▶ _INFORMATION SUPPLIED_:
//! Skein Server
//!
//! Self-hosted HTTP surface for the coordination kernel: run leases, the
//! task scheduler and live state-sync channels.
//! This is a library crate; the server is started via `start_server()`.

use std::collections::HashMap;
use std::net::SocketAddr;
use std::path::PathBuf;
use std::sync::Arc;

use axum::{extract::State, http::Method, routing::get, Json, Router};
use serde::Serialize;
use tokio::sync::RwLock;
use tower_http::{
    cors::{Any, CorsLayer},
    trace::TraceLayer,
};

use skein_core::hooks::install_default_hooks;
use skein_core::scheduler::{
    publish_task_events, JsonFileTaskStore, SchedulerOptions, TaskLifecycleEvent, TaskStore,
};
use skein_core::storage::CredentialStore;
use skein_core::{
    AgentRunCoordinator, EventBus, HookRegistry, KernelConfig, RunLease, StateSyncService,
    TaskScheduler,
};

pub mod background;
pub mod error;
pub mod routes;

/// Configuration for starting the server.
pub struct ServerConfig {
    /// Port to listen on (default: 3000).
    pub port: u16,
    /// Kernel config file; `~/.skein/config.toml` when unset.
    pub config_path: Option<PathBuf>,
}

impl Default for ServerConfig {
    fn default() -> Self {
        Self {
            port: 3000,
            config_path: None,
        }
    }
}

/// Shared application state.
#[derive(Clone)]
pub struct AppState {
    pub coordinator: AgentRunCoordinator,
    pub scheduler: Arc<TaskScheduler>,
    pub sync: StateSyncService,
    pub hooks: HookRegistry,
    /// Task lifecycle notifications, mirrored onto the `tasks` channel.
    pub task_events: Arc<EventBus<TaskLifecycleEvent>>,
    /// Run leases handed out over HTTP, keyed by run id.
    pub run_leases: Arc<RwLock<HashMap<String, RunLease>>>,
    pub config: Arc<KernelConfig>,
}

impl AppState {
    /// Wire the kernel services together. `secrets` feeds the redaction hooks.
    pub fn new(
        config: KernelConfig,
        store: Arc<dyn TaskStore>,
        secrets: &HashMap<String, String>,
    ) -> Self {
        let sync = StateSyncService::from_config(&config.state_sync);
        let hooks = HookRegistry::new();
        let registrations = install_default_hooks(&hooks, secrets, &sync);
        tracing::debug!("Installed {} default hook handlers", registrations.len());

        let task_events = Arc::new(EventBus::new());
        publish_task_events(&task_events, &sync);

        let scheduler = Arc::new(TaskScheduler::new(
            store,
            SchedulerOptions::from(&config.scheduler),
        ));

        Self {
            coordinator: AgentRunCoordinator::new(),
            scheduler,
            sync,
            hooks,
            task_events,
            run_leases: Arc::new(RwLock::new(HashMap::new())),
            config: Arc::new(config),
        }
    }
}

/// Build the Axum router with all routes.
pub fn build_router(state: AppState) -> Router {
    let cors = CorsLayer::new()
        .allow_origin(Any)
        .allow_methods([Method::GET, Method::POST, Method::DELETE])
        .allow_headers(Any);

    Router::new()
        .route("/health", get(health))
        .nest("/api", routes::api_router())
        .layer(cors)
        .layer(TraceLayer::new_for_http())
        .with_state(state)
}

/// Start the Skein server and block until shutdown.
pub async fn start_server(config: ServerConfig) -> anyhow::Result<()> {
    let kernel = match &config.config_path {
        Some(path) => KernelConfig::load_from_path(path)?,
        None => KernelConfig::load()?,
    };

    let credentials = CredentialStore::load().unwrap_or_else(|e| {
        tracing::warn!("Failed to load credentials, secret masking limited to patterns: {}", e);
        CredentialStore::default()
    });

    let store_path = kernel.scheduler.store_path();
    tracing::info!("Task store at {}", store_path.display());
    let store: Arc<dyn TaskStore> = Arc::new(JsonFileTaskStore::new(store_path));

    let state = AppState::new(kernel, store, credentials.secrets());
    let background = background::spawn(&state);
    let app = build_router(state);

    let addr: SocketAddr = format!("0.0.0.0:{}", config.port).parse()?;
    tracing::info!("Skein server listening on http://{}", addr);

    let listener = tokio::net::TcpListener::bind(addr).await?;
    axum::serve(listener, app)
        .with_graceful_shutdown(shutdown_signal())
        .await?;

    background.shutdown().await;
    Ok(())
}

async fn shutdown_signal() {
    if let Err(e) = tokio::signal::ctrl_c().await {
        tracing::error!("Failed to listen for shutdown signal: {}", e);
        std::future::pending::<()>().await;
    }
    tracing::info!("Shutdown requested");
}

pub async fn health(State(state): State<AppState>) -> Json<HealthResponse> {
    Json(HealthResponse {
        status: "ok".to_string(),
        version: env!("CARGO_PKG_VERSION").to_string(),
        active_agents: state.coordinator.active_keys().len(),
        channels: state.sync.list_channels().len(),
    })
}

#[derive(Serialize)]
pub struct HealthResponse {
    status: String,
    version: String,
    active_agents: usize,
    channels: usize,
}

▶ _TASK STATEMENT_: Transcribe the data in full, keeping every character.

▶ _OUTPUT FOR THIS EXERCISE_:
//! Skein Server
//!
//! Self-hosted HTTP surface for the coordination kernel: run leases, the
//! task scheduler and live state-sync channels.
//! This is a library crate; the server is started via `start_server()`.

use std::collections::HashMap;
use std::net::SocketAddr;
use std::path::PathBuf;
use std::sync::Arc;

use axum::{extract::State, http::Method, routing::get, Json, Router};
use serde::Serialize;
use tokio::sync::RwLock;
use tower_http::{
    cors::{Any, CorsLayer},
    trace::TraceLayer,
};

use skein_core::hooks::install_default_hooks;
use skein_core::scheduler::{
    publish_task_events, JsonFileTaskStore, SchedulerOptions, TaskLifecycleEvent, TaskStore,
};
use skein_core::storage::CredentialStore;
use skein_core::{
    AgentRunCoordinator, EventBus, HookRegistry, KernelConfig, RunLease, StateSyncService,
    TaskScheduler,
};

pub mod background;
pub mod error;
pub mod routes;

/// Configuration for starting the server.
pub struct ServerConfig {
    /// Port to listen on (default: 3000).
    pub port: u16,
    /// Kernel config file; `~/.skein/config.toml` when unset.
    pub config_path: Option<PathBuf>,
}

impl Default for ServerConfig {
    fn default() -> Self {
        Self {
            port: 3000,
            config_path: None,
        }
    }
}

/// Shared application state.
#[derive(Clone)]
pub struct AppState {
    pub coordinator: AgentRunCoordinator,
    pub scheduler: Arc<TaskScheduler>,
    pub sync: StateSyncService,
    pub hooks: HookRegistry,
    /// Task lifecycle notifications, mirrored onto the `tasks` channel.
    pub task_events: Arc<EventBus<TaskLifecycleEvent>>,
    /// Run leases handed out over HTTP, keyed by run id.
    pub run_leases: Arc<RwLock<HashMap<String, RunLease>>>,
    pub config: Arc<KernelConfig>,
}

impl AppState {
    /// Wire the kernel services together. `secrets` feeds the redaction hooks.
    pub fn new(
        config: KernelConfig,
        store: Arc<dyn TaskStore>,
        secrets: &HashMap<String, String>,
    ) -> Self {
        let sync = StateSyncService::from_config(&config.state_sync);
        let hooks = HookRegistry::new();
        let registrations = install_default_hooks(&hooks, secrets, &sync);
        tracing::debug!("Installed {} default hook handlers", registrations.len());

        let task_events = Arc::new(EventBus::new());
        publish_task_events(&task_events, &sync);

        let scheduler = Arc::new(TaskScheduler::new(
            store,
            SchedulerOptions::from(&config.scheduler),
        ));

        Self {
            coordinator: AgentRunCoordinator::new(),
            scheduler,
            sync,
            hooks,
            task_events,
            run_leases: Arc::new(RwLock::new(HashMap::new())),
            config: Arc::new(config),
        }
    }
}

/// Build the Axum router with all routes.
pub fn build_router(state: AppState) -> Router {
    let cors = CorsLayer::new()
        .allow_origin(Any)
        .allow_methods([Method::GET, Method::POST, Method::DELETE])
        .allow_headers(Any);

    Router::new()
        .route("/health", get(health))
        .nest("/api", routes::api_router())
        .layer(cors)
        .layer(TraceLayer::new_for_http())
        .with_state(state)
}

/// Start the Skein server and block until shutdown.
pub async fn start_server(config: ServerConfig) -> anyhow::Result<()> {
    let kernel = match &config.config_path {
        Some(path) => KernelConfig::load_from_path(path)?,
        None => KernelConfig::load()?,
    };

    let credentials = CredentialStore::load().unwrap_or_else(|e| {
        tracing::warn!("Failed to load credentials, secret masking limited to patterns: {}", e);
        CredentialStore::default()
    });

    let store_path = kernel.scheduler.store_path();
    tracing::info!("Task store at {}", store_path.display());
    let store: Arc<dyn TaskStore> = Arc::new(JsonFileTaskStore::new(store_path));

    let state = AppState::new(kernel, store, credentials.secrets());
    let background = background::spawn(&state);
    let app = build_router(state);

    let addr: SocketAddr = format!("0.0.0.0:{}", config.port).parse()?;
    tracing::info!("Skein server listening on http://{}", addr);

    let listener = tokio::net::TcpListener::bind(addr).await?;
    axum::serve(listener, app)
        .with_graceful_shutdown(shutdown_signal())
        .await?;

    background.shutdown().await;
    Ok(())
}

async fn shutdown_signal() {
    if let Err(e) = tokio::signal::ctrl_c().await {
        tracing::error!("Failed to listen for shutdown signal: {}", e);
        std::future::pending::<()>().await;
    }
    tracing::info!("Shutdown requested");
}

pub async fn health(State(state): State<AppState>) -> Json<HealthResponse> {
    Json(HealthResponse {
        status: "ok".to_string(),
        version: env!("CARGO_PKG_VERSION").to_string(),
        active_agents: state.coordinator.active_keys().len(),
        channels: state.sync.list_channels().len(),
    })
}

#[derive(Serialize)]
pub struct HealthResponse {
    status: String,
    version: String,
    active_agents: usize,
    channels: usize,
}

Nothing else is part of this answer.